Their incomes didn’t change much, but their spending habits did. Suddenly, high earners working from home were spending less on gasoline and transit fares; less on movies, concerts and restaurant meals; and less on travel. With little to buy, their savings piled up, and they paid down their debts.

So now we have, broadly, two groups of Ontarians — the haves and the have-nots — with vastly different experiences of COVID-19. The pandemic didn’t take money directly from low-income earners and give it to high-income ones, but it might as well have: the effect is the same.

Meanwhile, in the VIP lounge, the country’s ultra-rich have been having their own party. In the first six months of the pandemic, Canada’s top 44 billionaires saw their wealth surge by $53 billion — roughly equivalent to $1,400 for every Canadian. And as thousands of small businesses fight to survive, big corporations are still paying dividends.

Make no mistake: there is a lot of money in this country, much of it in Ontario. Unfortunately, COVID-19 has redistributed it upwards.

We need to redistribute it back. To do so, we need a strong policy response from government, and not just at the federal level. We need a higher minimum wage. Paid sick days for all. Equal-pay-for-equal-work legislation.

All of these changes fall under provincial jurisdiction.

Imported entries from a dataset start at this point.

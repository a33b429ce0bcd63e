//! 教练提示词构建
//!
//! 将训练历史渲染为发送给模型的对话内容，纯函数便于测试

use crate::domain::log::HistoryEntry;
use crate::domain::workout::WorkoutType;

/// 系统提示词
pub const SYSTEM_PROMPT: &str = "You are a helpful personal training assistant. Your job is to \
     analyse workout history and suggest when to increase weight or adjust volume. Provide \
     succinct, actionable advice tailored to the user's recent performance.";

/// 将单条历史渲染为一行描述
///
/// 力量训练列出每组的次数和重量，有氧训练列出距离和时长，
/// 缺失数据时退化为仅说明完成了该训练
fn history_line(entry: &HistoryEntry) -> String {
    match entry.workout_type {
        WorkoutType::Strength if !entry.sets_completed.is_empty() => {
            let sets: Vec<String> = entry
                .sets_completed
                .iter()
                .map(|s| format!("{} reps @ {}kg", s.reps, s.weight))
                .collect();
            format!(
                "On {} you performed {} with sets: {}.",
                entry.date,
                entry.name,
                sets.join(", ")
            )
        }
        WorkoutType::Cardio => {
            let distance = entry
                .distance
                .map(|d| d.to_string())
                .unwrap_or_else(|| "?".to_string());
            let duration = entry
                .duration
                .map(|d| d.to_string())
                .unwrap_or_else(|| "?".to_string());
            format!(
                "On {} you ran {} km in {} minutes for the workout {}.",
                entry.date, distance, duration, entry.name
            )
        }
        _ => format!("On {} you completed {}.", entry.date, entry.name),
    }
}

/// 构建用户消息：历史摘要加上固定的提问
pub fn build_user_message(history: &[HistoryEntry]) -> String {
    let lines: Vec<String> = history.iter().map(history_line).collect();
    format!(
        "Here is my recent workout history:\n{}\nBased on this, please recommend whether I \
         should increase the weight or intensity for each exercise, and provide suggestions \
         for progression in both strength and running workouts.",
        lines.join("\n")
    )
}

#[cfg(test)]
mod tests {
    use super::*;
    use crate::domain::log::SetEntry;
    use chrono::NaiveDate;

    fn entry(workout_type: WorkoutType) -> HistoryEntry {
        HistoryEntry {
            date: NaiveDate::from_ymd_opt(2024, 5, 20).unwrap(),
            name: "Bench Press".to_string(),
            workout_type,
            sets_completed: Vec::new(),
            distance: None,
            duration: None,
        }
    }

    #[test]
    fn test_strength_line() {
        let mut e = entry(WorkoutType::Strength);
        e.sets_completed = vec![
            SetEntry { reps: 8, weight: 60.0 },
            SetEntry { reps: 6, weight: 62.5 },
        ];

        let line = history_line(&e);
        assert_eq!(
            line,
            "On 2024-05-20 you performed Bench Press with sets: 8 reps @ 60kg, 6 reps @ 62.5kg."
        );
    }

    #[test]
    fn test_cardio_line() {
        let mut e = entry(WorkoutType::Cardio);
        e.name = "Morning Run".to_string();
        e.distance = Some(5.2);
        e.duration = Some(31.0);

        let line = history_line(&e);
        assert_eq!(
            line,
            "On 2024-05-20 you ran 5.2 km in 31 minutes for the workout Morning Run."
        );
    }

    #[test]
    fn test_cardio_line_missing_fields() {
        let mut e = entry(WorkoutType::Cardio);
        e.name = "Morning Run".to_string();

        let line = history_line(&e);
        assert_eq!(
            line,
            "On 2024-05-20 you ran ? km in ? minutes for the workout Morning Run."
        );
    }

    #[test]
    fn test_strength_without_sets_falls_back() {
        let line = history_line(&entry(WorkoutType::Strength));
        assert_eq!(line, "On 2024-05-20 you completed Bench Press.");
    }

    #[test]
    fn test_user_message_wraps_history() {
        let message = build_user_message(&[entry(WorkoutType::Strength)]);
        assert!(message.starts_with("Here is my recent workout history:\n"));
        assert!(message.contains("On 2024-05-20 you completed Bench Press."));
        assert!(message.ends_with("running workouts."));
    }
}
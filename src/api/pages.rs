//! HTML 页面
//!
//! 页面和静态资源在编译期嵌入二进制，容器内无需额外文件

use axum::{
    http::header,
    response::{Html, IntoResponse},
    routing::get,
    Router,
};
use std::sync::Arc;

use crate::state::AppState;

/// 创建页面路由
pub fn router() -> Router<Arc<AppState>> {
    Router::new()
        .route("/", get(index_page))
        .route("/workouts", get(workouts_page))
        .route("/schedule", get(schedule_page))
        .route("/history", get(history_page))
        .route("/static/style.css", get(style_css))
        .route("/static/app.js", get(app_js))
}

async fn index_page() -> Html<&'static str> {
    Html(include_str!("../../assets/index.html"))
}

async fn workouts_page() -> Html<&'static str> {
    Html(include_str!("../../assets/workouts.html"))
}

async fn schedule_page() -> Html<&'static str> {
    Html(include_str!("../../assets/schedule.html"))
}

async fn history_page() -> Html<&'static str> {
    Html(include_str!("../../assets/history.html"))
}

async fn style_css() -> impl IntoResponse {
    (
        [(header::CONTENT_TYPE, "text/css; charset=utf-8")],
        include_str!("../../assets/style.css"),
    )
}

async fn app_js() -> impl IntoResponse {
    (
        [(header::CONTENT_TYPE, "application/javascript; charset=utf-8")],
        include_str!("../../assets/app.js"),
    )
}
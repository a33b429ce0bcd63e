//! API 模块
//!
//! HTTP handlers 和路由组装

pub mod health;
pub mod logs;
pub mod pages;
pub mod recommendation;
pub mod schedule;
pub mod workouts;

use axum::Router;
use std::sync::Arc;
use tower_http::{cors::CorsLayer, trace::TraceLayer};

use crate::state::AppState;

/// 构建完整的 API 路由
pub fn router(state: Arc<AppState>) -> Router {
    Router::new()
        // HTML pages & static assets
        .merge(pages::router())
        // Health & Status
        .merge(health::router())
        // Workouts
        .merge(workouts::router())
        // Schedule
        .merge(schedule::router())
        // Logs
        .merge(logs::router())
        // Recommendation
        .merge(recommendation::router())
        // Middleware
        .layer(TraceLayer::new_for_http())
        .layer(CorsLayer::permissive())
        .with_state(state)
}
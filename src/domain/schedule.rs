//! 训练计划领域模型

use chrono::NaiveDate;
use serde::{Deserialize, Serialize};

use crate::domain::workout::WorkoutType;

/// 计划条目：某一天安排某个训练项目
#[derive(Clone, Debug, Serialize, Deserialize)]
pub struct ScheduleEntry {
    pub id: i64,
    pub date: NaiveDate,
    pub workout_id: i64,
}

/// 计划视图（关联训练项目字段）
#[derive(Clone, Debug, Serialize)]
pub struct ScheduledWorkout {
    pub id: i64,
    pub date: NaiveDate,
    pub workout_id: i64,
    pub name: String,
    #[serde(rename = "type")]
    pub workout_type: WorkoutType,
    pub sets: Option<i64>,
    pub reps: Option<i64>,
    pub weight: Option<f64>,
}
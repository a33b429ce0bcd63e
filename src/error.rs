//! 统一错误处理
//!
//! 提供 `ApiError` 枚举实现 `IntoResponse`，替代重复的 `(StatusCode, Json<ErrorResponse>)` 模式

use axum::{
    http::StatusCode,
    response::{IntoResponse, Response},
    Json,
};
use serde::Serialize;

/// API 错误响应结构
#[derive(Debug, Serialize)]
pub struct ErrorResponse {
    pub error: String,
    pub message: String,
    #[serde(skip_serializing_if = "Option::is_none")]
    pub details: Option<String>,
}

impl ErrorResponse {
    pub fn new(error: impl Into<String>, message: impl Into<String>) -> Self {
        Self {
            error: error.into(),
            message: message.into(),
            details: None,
        }
    }

    pub fn with_details(mut self, details: impl Into<String>) -> Self {
        self.details = Some(details.into());
        self
    }
}

/// 统一 API 错误类型
#[derive(Debug)]
pub enum ApiError {
    /// 401 - 未授权（API Key 无效或缺失）
    Unauthorized,
    /// 404 - 资源未找到
    NotFound(String),
    /// 400 - 请求无效
    BadRequest(String),
    /// 500 - 内部错误
    Internal(String),
}

impl ApiError {
    /// 创建未授权错误
    pub fn unauthorized() -> Self {
        Self::Unauthorized
    }

    /// 创建未找到错误
    pub fn not_found(resource: impl Into<String>) -> Self {
        Self::NotFound(resource.into())
    }

    /// 创建请求无效错误
    pub fn bad_request(message: impl Into<String>) -> Self {
        Self::BadRequest(message.into())
    }

    /// 创建内部错误
    pub fn internal(message: impl Into<String>) -> Self {
        Self::Internal(message.into())
    }
}

impl IntoResponse for ApiError {
    fn into_response(self) -> Response {
        let (status, error_type, message) = match self {
            ApiError::Unauthorized => (
                StatusCode::UNAUTHORIZED,
                "unauthorized",
                "Invalid or missing API key".to_string(),
            ),
            ApiError::NotFound(resource) => (
                StatusCode::NOT_FOUND,
                "not_found",
                format!("{} not found", resource),
            ),
            ApiError::BadRequest(msg) => (StatusCode::BAD_REQUEST, "bad_request", msg),
            ApiError::Internal(msg) => (StatusCode::INTERNAL_SERVER_ERROR, "internal_error", msg),
        };

        let body = ErrorResponse::new(error_type, message);
        (status, Json(body)).into_response()
    }
}

impl std::fmt::Display for ApiError {
    fn fmt(&self, f: &mut std::fmt::Formatter<'_>) -> std::fmt::Result {
        match self {
            ApiError::Unauthorized => write!(f, "Unauthorized"),
            ApiError::NotFound(r) => write!(f, "Not found: {}", r),
            ApiError::BadRequest(m) => write!(f, "Bad request: {}", m),
            ApiError::Internal(m) => write!(f, "Internal error: {}", m),
        }
    }
}

impl std::error::Error for ApiError {}

impl From<crate::state::StoreError> for ApiError {
    fn from(err: crate::state::StoreError) -> Self {
        use crate::state::StoreError;
        match err {
            StoreError::WorkoutNotFound(id) => ApiError::not_found(format!("Workout {}", id)),
            StoreError::UnknownWorkoutRef(id) => {
                ApiError::bad_request(format!("Workout {} does not exist", id))
            }
            StoreError::Persist(e) => ApiError::internal(format!("Failed to persist data: {}", e)),
        }
    }
}

/// 便捷类型别名
pub type ApiResult<T> = Result<T, ApiError>;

With the next Ontario budget just around the corner, now is also the time to fund better income supports, stronger public services, and a jobs strategy underpinned by public investment. Before the pandemic, Ontario spent $2,000 less per person per year on public programs than the average of the other provinces. In 2020, we spent less per capita to fight COVID-19 than any province outside the Atlantic bubble.

Ontario can do better.

To pay for new spending — and address inequality directly — higher taxes on individuals and corporations who are better off as a result of the pandemic have a key role to play. While our premier may oppose tax hikes because “people are hurting,” this is a smokescreen. Not everyone is hurting. With so many Ontarians barely scraping by, those who are sitting pretty have an added responsibility to step up.

Anyone who has watched luxury cars drive past a homeless person knows Ontario was a highly unequal place long before COVID-19. A far-reaching plan to reduce inequality through actual concrete measures is long overdue.

To be clear, Premier Doug Ford has so far shown no interest in such an approach. From Day 1, his government has consistently underfunded public services while at the same time reducing the taxes that pay for them. Not counting COVID-19 spending, base funding for public services is set to fall short of the need until at least 2023, according to the Financial Accountability Office.

We need a better plan. A return to pre-pandemic “business as usual” can only lock in inequality at a new and more desperate level. It can only divide Ontarians even further into haves and have-nots.